*** Begin section ***
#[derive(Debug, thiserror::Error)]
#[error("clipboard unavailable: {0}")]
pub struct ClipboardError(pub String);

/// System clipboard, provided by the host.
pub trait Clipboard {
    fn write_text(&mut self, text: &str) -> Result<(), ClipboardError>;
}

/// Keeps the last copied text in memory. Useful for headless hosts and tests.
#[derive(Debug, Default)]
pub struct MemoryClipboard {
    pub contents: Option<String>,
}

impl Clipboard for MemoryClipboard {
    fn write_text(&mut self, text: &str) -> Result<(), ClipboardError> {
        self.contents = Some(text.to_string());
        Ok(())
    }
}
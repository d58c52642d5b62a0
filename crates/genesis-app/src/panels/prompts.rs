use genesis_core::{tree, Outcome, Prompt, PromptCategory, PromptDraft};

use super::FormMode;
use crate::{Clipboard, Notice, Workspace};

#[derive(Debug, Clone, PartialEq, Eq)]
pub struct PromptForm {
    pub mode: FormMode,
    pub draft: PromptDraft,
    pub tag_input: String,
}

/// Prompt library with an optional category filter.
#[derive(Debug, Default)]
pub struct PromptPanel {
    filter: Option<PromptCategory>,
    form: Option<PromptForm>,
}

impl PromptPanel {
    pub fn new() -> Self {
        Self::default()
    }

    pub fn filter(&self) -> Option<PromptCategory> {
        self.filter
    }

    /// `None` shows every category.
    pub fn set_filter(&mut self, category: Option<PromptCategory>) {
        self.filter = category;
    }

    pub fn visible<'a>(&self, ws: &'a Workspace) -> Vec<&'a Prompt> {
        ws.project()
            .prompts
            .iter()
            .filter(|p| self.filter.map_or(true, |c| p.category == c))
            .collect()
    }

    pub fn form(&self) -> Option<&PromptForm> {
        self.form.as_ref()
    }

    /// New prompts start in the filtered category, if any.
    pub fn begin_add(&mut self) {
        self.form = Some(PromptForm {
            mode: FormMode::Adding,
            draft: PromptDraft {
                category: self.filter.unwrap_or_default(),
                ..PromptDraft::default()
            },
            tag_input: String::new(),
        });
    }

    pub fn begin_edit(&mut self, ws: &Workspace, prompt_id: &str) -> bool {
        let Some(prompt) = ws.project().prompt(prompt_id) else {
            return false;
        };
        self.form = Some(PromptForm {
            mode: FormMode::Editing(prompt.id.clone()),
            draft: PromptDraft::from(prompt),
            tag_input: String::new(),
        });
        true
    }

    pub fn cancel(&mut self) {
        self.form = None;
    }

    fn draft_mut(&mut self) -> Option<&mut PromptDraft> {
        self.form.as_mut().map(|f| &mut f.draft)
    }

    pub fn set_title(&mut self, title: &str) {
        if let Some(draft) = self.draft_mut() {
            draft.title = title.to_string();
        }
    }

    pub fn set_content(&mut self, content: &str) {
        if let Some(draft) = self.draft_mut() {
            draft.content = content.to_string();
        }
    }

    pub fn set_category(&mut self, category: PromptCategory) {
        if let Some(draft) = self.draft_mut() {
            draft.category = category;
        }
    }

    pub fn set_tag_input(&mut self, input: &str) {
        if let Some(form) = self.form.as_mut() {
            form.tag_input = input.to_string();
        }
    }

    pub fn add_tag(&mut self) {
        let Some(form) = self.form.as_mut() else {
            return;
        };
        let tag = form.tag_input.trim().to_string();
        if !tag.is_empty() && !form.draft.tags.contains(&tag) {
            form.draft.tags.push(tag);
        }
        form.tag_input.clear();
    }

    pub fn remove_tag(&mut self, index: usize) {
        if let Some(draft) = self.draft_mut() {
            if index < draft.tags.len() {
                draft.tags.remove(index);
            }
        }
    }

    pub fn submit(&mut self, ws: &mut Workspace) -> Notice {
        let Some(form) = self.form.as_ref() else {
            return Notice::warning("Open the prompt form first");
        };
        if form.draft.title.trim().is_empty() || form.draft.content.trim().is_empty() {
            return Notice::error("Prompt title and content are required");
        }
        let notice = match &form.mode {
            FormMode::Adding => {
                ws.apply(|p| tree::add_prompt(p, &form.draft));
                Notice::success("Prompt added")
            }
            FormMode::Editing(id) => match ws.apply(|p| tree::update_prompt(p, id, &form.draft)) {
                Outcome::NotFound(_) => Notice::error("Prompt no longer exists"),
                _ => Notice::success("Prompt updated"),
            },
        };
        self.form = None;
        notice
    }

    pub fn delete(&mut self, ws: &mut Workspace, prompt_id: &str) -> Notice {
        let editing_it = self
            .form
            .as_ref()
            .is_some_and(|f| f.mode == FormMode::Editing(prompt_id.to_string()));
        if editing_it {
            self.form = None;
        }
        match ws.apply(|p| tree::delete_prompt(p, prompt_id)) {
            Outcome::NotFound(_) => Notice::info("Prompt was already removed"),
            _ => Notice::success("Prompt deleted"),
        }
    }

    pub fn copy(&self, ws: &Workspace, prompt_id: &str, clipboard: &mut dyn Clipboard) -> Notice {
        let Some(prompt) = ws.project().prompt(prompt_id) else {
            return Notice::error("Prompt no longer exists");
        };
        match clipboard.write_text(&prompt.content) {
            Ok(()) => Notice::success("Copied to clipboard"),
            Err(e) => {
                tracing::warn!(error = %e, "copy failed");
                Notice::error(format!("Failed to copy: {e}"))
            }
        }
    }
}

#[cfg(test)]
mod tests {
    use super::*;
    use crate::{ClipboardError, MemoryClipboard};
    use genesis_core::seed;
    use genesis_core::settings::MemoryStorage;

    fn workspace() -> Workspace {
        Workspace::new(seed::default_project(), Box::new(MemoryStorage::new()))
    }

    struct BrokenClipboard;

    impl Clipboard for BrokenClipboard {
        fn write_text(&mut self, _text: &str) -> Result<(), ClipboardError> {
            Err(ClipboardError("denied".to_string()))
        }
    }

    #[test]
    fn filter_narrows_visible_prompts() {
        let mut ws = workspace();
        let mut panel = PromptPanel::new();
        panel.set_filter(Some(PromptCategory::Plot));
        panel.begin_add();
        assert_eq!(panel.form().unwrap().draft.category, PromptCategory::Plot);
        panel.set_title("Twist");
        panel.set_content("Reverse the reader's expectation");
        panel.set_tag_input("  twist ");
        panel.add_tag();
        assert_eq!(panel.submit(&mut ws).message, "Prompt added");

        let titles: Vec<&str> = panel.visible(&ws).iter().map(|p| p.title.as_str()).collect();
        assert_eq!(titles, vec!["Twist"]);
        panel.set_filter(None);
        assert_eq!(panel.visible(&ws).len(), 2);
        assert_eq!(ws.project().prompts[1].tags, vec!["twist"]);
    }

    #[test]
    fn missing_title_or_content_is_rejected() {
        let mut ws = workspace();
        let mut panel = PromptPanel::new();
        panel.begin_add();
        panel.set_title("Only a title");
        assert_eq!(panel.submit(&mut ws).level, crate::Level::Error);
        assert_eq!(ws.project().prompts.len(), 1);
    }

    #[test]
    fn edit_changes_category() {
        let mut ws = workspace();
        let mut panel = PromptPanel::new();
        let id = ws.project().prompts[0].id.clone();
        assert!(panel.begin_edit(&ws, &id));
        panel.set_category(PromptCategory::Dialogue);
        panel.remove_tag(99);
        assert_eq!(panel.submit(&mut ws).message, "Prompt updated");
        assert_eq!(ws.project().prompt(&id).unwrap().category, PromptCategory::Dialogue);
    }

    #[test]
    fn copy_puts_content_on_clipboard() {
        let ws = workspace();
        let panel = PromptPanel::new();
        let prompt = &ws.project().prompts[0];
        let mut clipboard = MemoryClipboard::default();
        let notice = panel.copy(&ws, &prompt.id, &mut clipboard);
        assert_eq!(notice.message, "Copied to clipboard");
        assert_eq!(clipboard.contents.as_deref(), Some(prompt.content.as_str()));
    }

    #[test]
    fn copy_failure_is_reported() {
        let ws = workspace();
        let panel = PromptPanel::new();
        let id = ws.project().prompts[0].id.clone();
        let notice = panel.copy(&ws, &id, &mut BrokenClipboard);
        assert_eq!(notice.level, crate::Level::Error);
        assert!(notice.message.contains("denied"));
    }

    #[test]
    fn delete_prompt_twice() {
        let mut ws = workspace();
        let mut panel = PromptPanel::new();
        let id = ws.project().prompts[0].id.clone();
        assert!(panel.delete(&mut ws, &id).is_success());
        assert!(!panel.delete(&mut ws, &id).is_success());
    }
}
*** End section ***
▶ TASK ITEM:
Copy each line from the data that features the string "return".

▶ WRITTEN ANSWER:
            return false;
            return;
            return Notice::warning("Open the prompt form first");
            return Notice::error("Prompt title and content are required");
            return Notice::error("Prompt no longer exists");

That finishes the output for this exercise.